5 mars 2008 — Un journal de mairie

Figuration humaine dans la communication locale

Je reçois le journal Ivry ma ville dans ma boîte aux lettres. En couverture, deux demoiselles me regardent. Le sujet du dossier annoncé sur la couverture est le collège. La photo en couverture représente sûrement deux collégiennes à la sortie du collège, le point est fait sur le panneau de ce dernier – sur lequel on distingue clairement le logo du Val-de-Marne, étonnant pour une publication de la mairie –, les deux filles sont au premier plan, mais légèrement floues.
Mais qui sont ces deux filles ?



Concernant l’évolution du journal Libération, Patrick Champagne remarque que « La conception de la politique du journal tend ainsi à s’aligner sur celle qui est imposée par le champ politique au champ de la presse : ce ne sont plus, par exemple, d’illustres inconnus condamnés lourdement par une justice de classe qui font la une du journal, mais, comme pour n’importe quel autre quotidien, avec seulement une distanciation dans les titres, les déclarations des principaux leaders politiques et syndicaux. »
Cette remarque est intéressante si on la compare avec la démarche de journaux de ville, ici celui d’Ivry, amenant en première page des habitants « ordinaires » et non des représentants des pouvoirs locaux quels qu’ils soient. Ces journaux iraient-ils à contre-courant de la tendance des médias nationaux – médias de masse – en « re-démocratisant » l’information ?
Cependant il y a un risque important dans la dissolution de l’identité – les personnes «ordinaires» cantonnées à l’anonymat – et la figuration pour la figuration – je te montre donc je te prends en compte.
Dans cette utilisation qui est faite de la figuration de gens ordinaires dans la communication, je pense à ces immanquables affichettes placées à l’intérieur des rames de métro, celles pour les cours privés de soutien scolaire ou celles du Wall street institute.
Aussi significatif que l’utilisation de portraits pour parler de tous, on a l’accumulation de vignettes-portrait pour faire l’économie d’un visuel porteur de sens. Je pense à la récente campagne de Gaudin à Marseille, « Marseille vous réussit ».
« Sur l’affiche de campagne de Jean-Claude Gaudin, sous le slogan Partagez la réussite de Marseille, le maire sortant apparaît avec ses colistiers entourés de toute une série d’hommes, de femmes et d’enfants… américains. C’est ce que révèle Marseille l’Hebdo aujourd’hui qui a identifié les têtes sur l’affiche comme étant celles de Getty Images, une banque d’images américaines très célèbre. Une information que confirme l’agence Leaders et opinion qui a imaginé la campagne, arguant le manque de temps. Et ajoutant : Cela n’a pas d’importance qu’il s’agisse d’Américains. Nous, on ne se pose pas autant de questions : l’essentiel, c’est le message, pas les gens. »
C’est avec un certain cynisme que La Provence, daté du 13 février 2008, relate ce haut fait de la communication politique.

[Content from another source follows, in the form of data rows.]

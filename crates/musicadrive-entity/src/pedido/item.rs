//! Pedido line items — frozen snapshots of catalog pastas.
//!
//! One row represents exactly one unit: an order for three copies of the
//! same pasta carries three item rows. The snapshot fields are copied from
//! the catalog at insertion time so later catalog edits never alter
//! historical pedidos.

use chrono::{DateTime, Utc};
use serde::{Deserialize, Serialize};
use sqlx::FromRow;
use uuid::Uuid;

use crate::pasta::Pasta;

/// Frozen catalog values every line item carries.
///
/// The totals recalculation reads only these; it never consults the live
/// catalog.
pub trait ItemCongelado {
    /// Track count frozen at insertion time.
    fn qtd_musicas(&self) -> i32;
    /// Size in gigabytes frozen at insertion time.
    fn tamanho_gb(&self) -> f64;
    /// Unit price frozen at insertion time.
    fn preco_unit(&self) -> f64;
}

/// A persisted line item of a pedido (one unit of one pasta).
#[derive(Debug, Clone, Serialize, Deserialize, FromRow)]
pub struct PedidoItem {
    /// Unique item identifier.
    pub id: Uuid,
    /// The pedido this item belongs to.
    pub pedido_id: Uuid,
    /// The originating pasta.
    pub pasta_id: Uuid,
    /// Pasta name at insertion time.
    pub nome_pasta: String,
    /// Track count at insertion time.
    pub qtd_musicas: i32,
    /// Size in gigabytes at insertion time.
    pub tamanho_gb: f64,
    /// Unit price at insertion time.
    pub preco_unit: f64,
    /// When the item was created.
    pub created_at: DateTime<Utc>,
}

/// A line item about to be persisted (no ids assigned yet).
#[derive(Debug, Clone, PartialEq, Serialize, Deserialize)]
pub struct NovoPedidoItem {
    /// The originating pasta.
    pub pasta_id: Uuid,
    /// Pasta name at insertion time.
    pub nome_pasta: String,
    /// Track count at insertion time.
    pub qtd_musicas: i32,
    /// Size in gigabytes at insertion time.
    pub tamanho_gb: f64,
    /// Unit price at insertion time.
    pub preco_unit: f64,
}

impl NovoPedidoItem {
    /// Freeze the current catalog values of a pasta into a new line item.
    pub fn snapshot(pasta: &Pasta) -> Self {
        Self {
            pasta_id: pasta.id,
            nome_pasta: pasta.nome.clone(),
            qtd_musicas: pasta.qtd_musicas,
            tamanho_gb: pasta.tamanho_gb,
            preco_unit: pasta.preco,
        }
    }
}

impl ItemCongelado for PedidoItem {
    fn qtd_musicas(&self) -> i32 {
        self.qtd_musicas
    }

    fn tamanho_gb(&self) -> f64 {
        self.tamanho_gb
    }

    fn preco_unit(&self) -> f64 {
        self.preco_unit
    }
}

impl ItemCongelado for NovoPedidoItem {
    fn qtd_musicas(&self) -> i32 {
        self.qtd_musicas
    }

    fn tamanho_gb(&self) -> f64 {
        self.tamanho_gb
    }

    fn preco_unit(&self) -> f64 {
        self.preco_unit
    }
}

D’une certaine façon, il s’agit d’une décoration de façade, souriant et universel. Dans la réalité, cela marque bien l’absence de culture graphique des commanditaires et le peu de scrupules de certaines agences de communication – et pas des plus petites.
On retrouve cette absence graphique dans la majorité des affiches électorales, un portrait et un slogan, parfois un texte. Pour l’ensemble des courants politiques on retrouve le même systématisme.

Chacun devient alors la pâle copie de l’autre, et l’on voudrait nous faire croire à la diversité.